Kubrick Since Kubrick

By Edward Bayliss.

25 Years after the Death of the Director 

In 1998, director Stanley Kubrick won the D.W. Griffith Award from the Directors Guild of America. Typically, Kubrick was not available to receive the award in person as he was working in London on what would become his final film and ‘greatest contribution to cinema’, Eyes Wide Shut. What we are given is a remotely recorded acceptance speech from the director, which so tellingly reveals the character of Kubrick.

It is with the small ache of separate parts that I rewatch this footage of the director in the final couple of years of his life. In part, because it dispels compellingly the portrait so messily painted by the press of Kubrick the ‘recluse, the misanthrope, the phobic, the paranoid, the museum piece.’ His mythical designation was nothing more than a gluttonous bite from tabloids on a director who had ‘chosen to keep silence in a society that is deafeningly noisy.’ From recordings of him and commentaries I’ve read from long time collaborators and friends, it seems he was a desperately shy man. Barry Lyndon actor Leon Vitali has spoken of how Kubrick kept what he called his ‘actor’s kit’ – a small box which held a little comb and other things to help make him look presentable. You will notice in the clip his awkward shuffle before the camera and how he frequently shifts his glasses over his nose. Kubrick, who otherwise dressed like a ‘cottager’, now wears uncharacteristically, a blazer and button down shirt. Without any intention of condescension, I think his manner and bearing bring about a sensitivity, even a vulnerability.
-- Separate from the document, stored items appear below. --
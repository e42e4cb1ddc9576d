//! Workspace configuration loaded from TOML with environment overrides.

use std::path::Path;

use serde::Deserialize;

use crate::error::{AtlasError, AtlasResult};

/// Top-level configuration for the CodeAtlas daemon and its services.
#[derive(Debug, Clone, Default, Deserialize)]
#[serde(default)]
pub struct AtlasConfig {
    pub graph: GraphSettings,
    pub redis: RedisSettings,
    pub watch: WatchSettings,
    pub queue: QueueSettings,
}

/// Neo4j connection settings.
#[derive(Debug, Clone, Deserialize)]
#[serde(default)]
pub struct GraphSettings {
    pub uri: String,
    pub user: String,
    pub password: String,
}

impl Default for GraphSettings {
    fn default() -> Self {
        Self {
            uri: "bolt://localhost:7687".to_string(),
            user: "neo4j".to_string(),
            password: "atlas_dev_2026".to_string(),
        }
    }
}

/// Redis connection settings.
#[derive(Debug, Clone, Deserialize)]
#[serde(default)]
pub struct RedisSettings {
    pub url: String,
}

impl Default for RedisSettings {
    fn default() -> Self {
        Self {
            url: "redis://127.0.0.1:6379".to_string(),
        }
    }
}

/// Live-watch settings.
#[derive(Debug, Clone, Deserialize)]
#[serde(default)]
pub struct WatchSettings {
    /// Quiet period after a filesystem event before it is treated as stable.
    pub settle_ms: u64,
    /// How far back (minutes) movement inference looks for deleted entities.
    pub move_window_minutes: i64,
}

impl Default for WatchSettings {
    fn default() -> Self {
        Self {
            settle_ms: 300,
            move_window_minutes: 5,
        }
    }
}

/// Write-queue settings.
#[derive(Debug, Clone, Deserialize)]
#[serde(default)]
pub struct QueueSettings {
    pub max_attempts: u32,
    pub base_delay_ms: u64,
    pub job_timeout_ms: u64,
}

impl Default for QueueSettings {
    fn default() -> Self {
        Self {
            max_attempts: 3,
            base_delay_ms: 500,
            job_timeout_ms: 30_000,
        }
    }
}

impl AtlasConfig {
    /// Load configuration from a TOML file, falling back to defaults when the
    /// file is absent. `ATLAS_GRAPH_URI` and `ATLAS_REDIS_URL` override the
    /// endpoints regardless of what the file says.
    pub fn load(path: Option<&Path>) -> AtlasResult<Self> {
        let mut config = match path {
            Some(p) if p.exists() => {
                let raw = std::fs::read_to_string(p)?;
                toml::from_str(&raw)
                    .map_err(|e| AtlasError::config(format!("{}: {}", p.display(), e)))?
            }
            Some(p) => {
                return Err(AtlasError::config(format!(
                    "config file not found: {}",
                    p.display()
                )));
            }
            None => Self::default(),
        };

        if let Ok(uri) = std::env::var("ATLAS_GRAPH_URI") {
            config.graph.uri = uri;
        }
        if let Ok(url) = std::env::var("ATLAS_REDIS_URL") {
            config.redis.url = url;
        }

        Ok(config)
    }
}

#[cfg(test)]
mod tests {
    use super::*;

    #[test]
    fn test_defaults() {
        let config = AtlasConfig::default();
        assert_eq!(config.graph.uri, "bolt://localhost:7687");
        assert_eq!(config.queue.max_attempts, 3);
        assert_eq!(config.watch.settle_ms, 300);
    }

    #[test]
    fn test_load_partial_toml() {
        let dir = tempfile::tempdir().unwrap();
        let path = dir.path().join("atlas.toml");
        std::fs::write(&path, "[queue]\nmax_attempts = 7\n").unwrap();

        let config = AtlasConfig::load(Some(&path)).unwrap();
        assert_eq!(config.queue.max_attempts, 7);
        // Untouched sections keep defaults
        assert_eq!(config.redis.url, "redis://127.0.0.1:6379");
    }

    #[test]
    fn test_missing_file_is_an_error() {
        let result = AtlasConfig::load(Some(Path::new("/nonexistent/atlas.toml")));
        assert!(result.is_err());
    }
}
I’ve often humoured myself thinking of the vast number of takes he might have shot before finally landing on the one we see now. 

The hardest thing about filmmaking, Kubrick begins quite surprisingly, is ‘getting out of the car.’ I wonder whether this was because of the dreadful burdens that awaited him in the studios, sets, and sound stages, or really, because it was a daily departure from his greatest friend and driver of 30 years, Emilio D’Alessandro. I suspect it’s likely a mixture of both. Soon after, Kubrick says playfully that making a film is ‘like trying to write War and Peace in a bumper car’ – though Kubrick’s Napoleonic War epic was never realised, it might be argued that his cinematic output was one of Tolstoyan proportions. In terms of his grip on genre, he really was a jack of all trades and master of some. 

D.W. Griffith, who lends his name to the award, has lately been reassessed on the basis of his  beliefs. His 1915 film ‘Birth of a Nation’ made groundbreaking technical and stylistic advancements, but unashamedly lauded the KKK. Kubrick is quick to caution the turbulent career of Griffith. Though he was capable of ‘transforming Nickelodeon novelties into art forms’, Kubrick warns that ‘he was always ready to fly too high.’ With a portfolio of 500 films, it’s fair to say that Griffith cast his net far and wide. Although we are left with just 13 feature films from 1952-1999, Kubrick also travelled far: from the cosmic dreamscapes of 2001 to the blue lit bedroom of Eyes Wide Shut, he saw scale and intimacy unlike any other director. 

The director finishes his acceptance speech with a final remark on the Griffith – Icarus comparison:

‘I have compared Griffith’s career to the Icarus myth, but at the same time I’ve never been certain whether the moral of the Icarus story should only be ‘don’t try to fly too high’, or whether it might also be, forget the wax and feathers, and do a better job on the wings.’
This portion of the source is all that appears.